Sid Kaplan’s Analog New York

A show of New York native Sid Kaplan’s work is currently on view at Les Douches Galerie in Paris. It’s the first time his oeuvre has been shown in France.

Sid Kaplan has been working in his personal studio-darkroom hybrid, on Avenue A in New York’s East Village, for over four decades. “He’s an analog man in a digital world, focusing on what’s disappearing, not on the next big thing,” journalist Jim Estrin wrote of Kaplan on The New York Times’ Lens blog. 

Born in 1938, the New York native grew up in the south Bronx; his family emigrated from Eastern Europe. He went to a vocational high school and, as a teen, met the infamous photographer Weegee at a signing for Weegee Secrets (his book on his use of flash, published by a bulb company). The two photographers also later crossed paths at the Village Camera Club, a professional haunt that drew people from the milieu. Kaplan’s own mantra is based on a Weegee quote: “If anything looks like a good picture, I take it.”

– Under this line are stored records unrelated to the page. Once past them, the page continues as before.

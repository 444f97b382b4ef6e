//! Convert serde_json::Value to types that sqlx can bind.

use crate::error::AppError;
use crate::model::ColumnType;
use serde_json::Value;
use sqlx::encode::{Encode, IsNull};
use sqlx::postgres::{PgTypeInfo, Postgres};
use sqlx::{Database, Type};

/// A cell value bound to a PostgreSQL query, already converted to its column's type.
/// The wire type depends only on the column, so one INSERT text always carries the same parameter types.
#[derive(Clone, Debug, PartialEq, Eq)]
pub enum PgBindValue {
    Text(Option<String>),
    Integer(Option<i64>),
}

impl PgBindValue {
    /// Convert a scalar for a column of type `ty`. Arrays and objects are rejected, as are
    /// non-numeric values for integer columns.
    pub fn for_column(v: &Value, ty: ColumnType) -> Result<Self, AppError> {
        if matches!(v, Value::Array(_) | Value::Object(_)) {
            return Err(AppError::Validation("values must be scalars".into()));
        }
        Ok(match ty {
            ColumnType::Integer => PgBindValue::Integer(integer_from_json(v)?),
            ColumnType::Varchar(_) | ColumnType::Text => PgBindValue::Text(text_from_json(v)),
        })
    }
}

/// Fractional numbers round half away from zero, the way PostgreSQL assigns a numeric to an integer column.
fn integer_from_json(v: &Value) -> Result<Option<i64>, AppError> {
    let invalid = || AppError::Validation(format!("expected an integer, got {}", v));
    match v {
        Value::Null => Ok(None),
        Value::Number(n) => match (n.as_i64(), n.as_f64()) {
            (Some(i), _) => Ok(Some(i)),
            (None, Some(f)) if f.is_finite() && f.abs() < i64::MAX as f64 => Ok(Some(f.round() as i64)),
            _ => Err(invalid()),
        },
        Value::String(s) => s.trim().parse().map(Some).map_err(|_| invalid()),
        _ => Err(invalid()),
    }
}

fn text_from_json(v: &Value) -> Option<String> {
    match v {
        Value::Null => None,
        Value::String(s) => Some(s.clone()),
        other => Some(other.to_string()),
    }
}

impl<'q> Encode<'q, Postgres> for PgBindValue {
    fn encode_by_ref(
        &self,
        buf: &mut <Postgres as Database>::ArgumentBuffer<'q>,
    ) -> Result<IsNull, Box<dyn std::error::Error + Send + Sync>> {
        Ok(match self {
            PgBindValue::Text(s) => <Option<String> as Encode<Postgres>>::encode_by_ref(s, buf)?,
            PgBindValue::Integer(n) => <Option<i64> as Encode<Postgres>>::encode_by_ref(n, buf)?,
        })
    }

    fn produces(&self) -> Option<PgTypeInfo> {
        Some(match self {
            PgBindValue::Text(_) => <String as Type<Postgres>>::type_info(),
            PgBindValue::Integer(_) => <i64 as Type<Postgres>>::type_info(),
        })
    }
}

impl Type<Postgres> for PgBindValue {
    fn type_info() -> PgTypeInfo {
        <String as Type<Postgres>>::type_info()
    }

    fn compatible(_ty: &PgTypeInfo) -> bool {
        true
    }
}
//! Builds DDL, full-table SELECT and DELETE, and per-record INSERT for catalog entities.

use crate::error::AppError;
use crate::model::{Entity, Record, PRIMARY_KEY};
use crate::sql::params::PgBindValue;

/// Quote identifier for PostgreSQL (safe: only from the catalog).
fn quoted(s: &str) -> String {
    format!("\"{}\"", s.replace('"', "\"\""))
}

#[derive(Debug)]
pub struct QueryBuf {
    pub sql: String,
    pub params: Vec<PgBindValue>,
}

impl QueryBuf {
    fn new() -> Self {
        QueryBuf {
            sql: String::new(),
            params: Vec::new(),
        }
    }

    fn push_param(&mut self, v: PgBindValue) -> u32 {
        let n = self.params.len() as u32 + 1;
        self.params.push(v);
        n
    }
}

/// CREATE TABLE IF NOT EXISTS from the catalog columns.
pub fn create_table(entity: Entity) -> String {
    let col_defs: Vec<String> = entity
        .columns()
        .iter()
        .map(|c| {
            let mut def = format!("{} {}", quoted(c.name), c.ty.ddl());
            if c.name == PRIMARY_KEY {
                def.push_str(" PRIMARY KEY");
            } else if !c.nullable {
                def.push_str(" NOT NULL");
            }
            def
        })
        .collect();
    format!(
        "CREATE TABLE IF NOT EXISTS {} (\n  {}\n)",
        quoted(entity.name()),
        col_defs.join(",\n  ")
    )
}

/// SELECT every column in declaration order, ordered by primary key.
pub fn select_all(entity: Entity) -> QueryBuf {
    let mut q = QueryBuf::new();
    let cols: Vec<String> = entity.columns().iter().map(|c| quoted(c.name)).collect();
    q.sql = format!(
        "SELECT {} FROM {} ORDER BY {}",
        cols.join(", "),
        quoted(entity.name()),
        quoted(PRIMARY_KEY)
    );
    q
}

pub fn delete_all(entity: Entity) -> QueryBuf {
    let mut q = QueryBuf::new();
    q.sql = format!("DELETE FROM {}", quoted(entity.name()));
    q
}

/// INSERT using exactly the columns present in `record`, in record order.
/// Every column must belong to the entity; values are converted to the column type and bound.
pub fn insert(entity: Entity, record: &Record) -> Result<QueryBuf, AppError> {
    let mut q = QueryBuf::new();
    let mut cols = Vec::with_capacity(record.len());
    let mut placeholders = Vec::with_capacity(record.len());
    for (name, value) in record {
        let column = entity.column(name).ok_or_else(|| {
            AppError::Validation(format!("unknown column '{}' for {}", name, entity))
        })?;
        let bind = PgBindValue::for_column(value, column.ty).map_err(|e| match e {
            AppError::Validation(msg) => {
                AppError::Validation(format!("{}.{}: {}", entity, name, msg))
            }
            other => other,
        })?;
        let param_num = q.push_param(bind);
        cols.push(quoted(column.name));
        placeholders.push(format!("${}::{}", param_num, column.ty.cast()));
    }
    q.sql = format!(
        "INSERT INTO {} ({}) VALUES ({})",
        quoted(entity.name()),
        cols.join(", "),
        placeholders.join(", ")
    );
    Ok(q)
}

#[cfg(test)]
mod tests {
    use super::*;
    use serde_json::json;

    fn record(v: serde_json::Value) -> Record {
        v.as_object().cloned().unwrap()
    }

    #[test]
    fn create_table_follows_catalog() {
        let sql = create_table(Entity::Schools);
        assert!(sql.starts_with("CREATE TABLE IF NOT EXISTS \"schools\""));
        assert!(sql.contains("\"id\" VARCHAR(50) PRIMARY KEY"));
        assert!(sql.contains("\"name\" VARCHAR(255) NOT NULL"));
        assert!(sql.contains("\"address\" VARCHAR(500)\n"));
        let grades = create_table(Entity::Grades);
        assert!(grades.contains("\"grade\" INTEGER NOT NULL"));
        assert!(create_table(Entity::Posts).contains("\"content\" TEXT NOT NULL"));
    }

    #[test]
    fn select_lists_columns_in_order() {
        let q = select_all(Entity::Classes);
        assert_eq!(
            q.sql,
            "SELECT \"id\", \"name\", \"grade\", \"school_id\", \"teacher_id\" FROM \"classes\" ORDER BY \"id\""
        );
        assert!(q.params.is_empty());
    }

    #[test]
    fn delete_clears_whole_table() {
        assert_eq!(delete_all(Entity::Homework).sql, "DELETE FROM \"homework\"");
    }

    #[test]
    fn insert_uses_only_present_columns() {
        let q = insert(
            Entity::Classes,
            &record(json!({"id": "c1", "grade": 7, "name": "7A", "school_id": "s1"})),
        )
        .unwrap();
        assert_eq!(
            q.sql,
            "INSERT INTO \"classes\" (\"id\", \"grade\", \"name\", \"school_id\") VALUES ($1::varchar, $2::integer, $3::varchar, $4::varchar)"
        );
        assert_eq!(
            q.params,
            vec![
                PgBindValue::Text(Some("c1".into())),
                PgBindValue::Integer(Some(7)),
                PgBindValue::Text(Some("7A".into())),
                PgBindValue::Text(Some("s1".into())),
            ]
        );
    }

    #[test]
    fn insert_keeps_explicit_nulls() {
        let q = insert(
            Entity::Schools,
            &record(json!({"id": "s1", "name": "Lyceum 1", "address": null})),
        )
        .unwrap();
        assert_eq!(q.params[2], PgBindValue::Text(None));
    }

    #[test]
    fn insert_rejects_unknown_columns() {
        let err = insert(
            Entity::Schools,
            &record(json!({"id": "s1", "name) VALUES ('x'); --": "x"})),
        )
        .unwrap_err();
        assert!(matches!(err, AppError::Validation(ref m) if m.contains("unknown column")));
    }

    #[test]
    fn insert_rejects_non_integer_grade() {
        let err = insert(Entity::Grades, &record(json!({"id": "g1", "grade": "A+"}))).unwrap_err();
        assert!(matches!(err, AppError::Validation(ref m) if m.starts_with("grades.grade")));
    }

    #[test]
    fn insert_rejects_nested_values() {
        let err = insert(Entity::Schools, &record(json!({"id": "s1", "name": ["a"]}))).unwrap_err();
        assert!(matches!(err, AppError::Validation(ref m) if m.starts_with("schools.name")));
    }
}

South Bronx, NYC, 1953 © Sid Kaplan / Courtesy Les Douches la Galerie

Weegee was one of many prominent artists Kaplan mingled with. Another famous artist, Ralph Gibson introduced him in 1969 to legendary photographer Robert Frank (whose photographs he printed for 35 years); Robert Frank introduced Kaplan to poet Allen Ginsberg, his neighbor (83 steps away!) and longtime friend, who would come directly to the darkroom to advise him on how to print portraits of Peter Orlovsky and William Burroughs. 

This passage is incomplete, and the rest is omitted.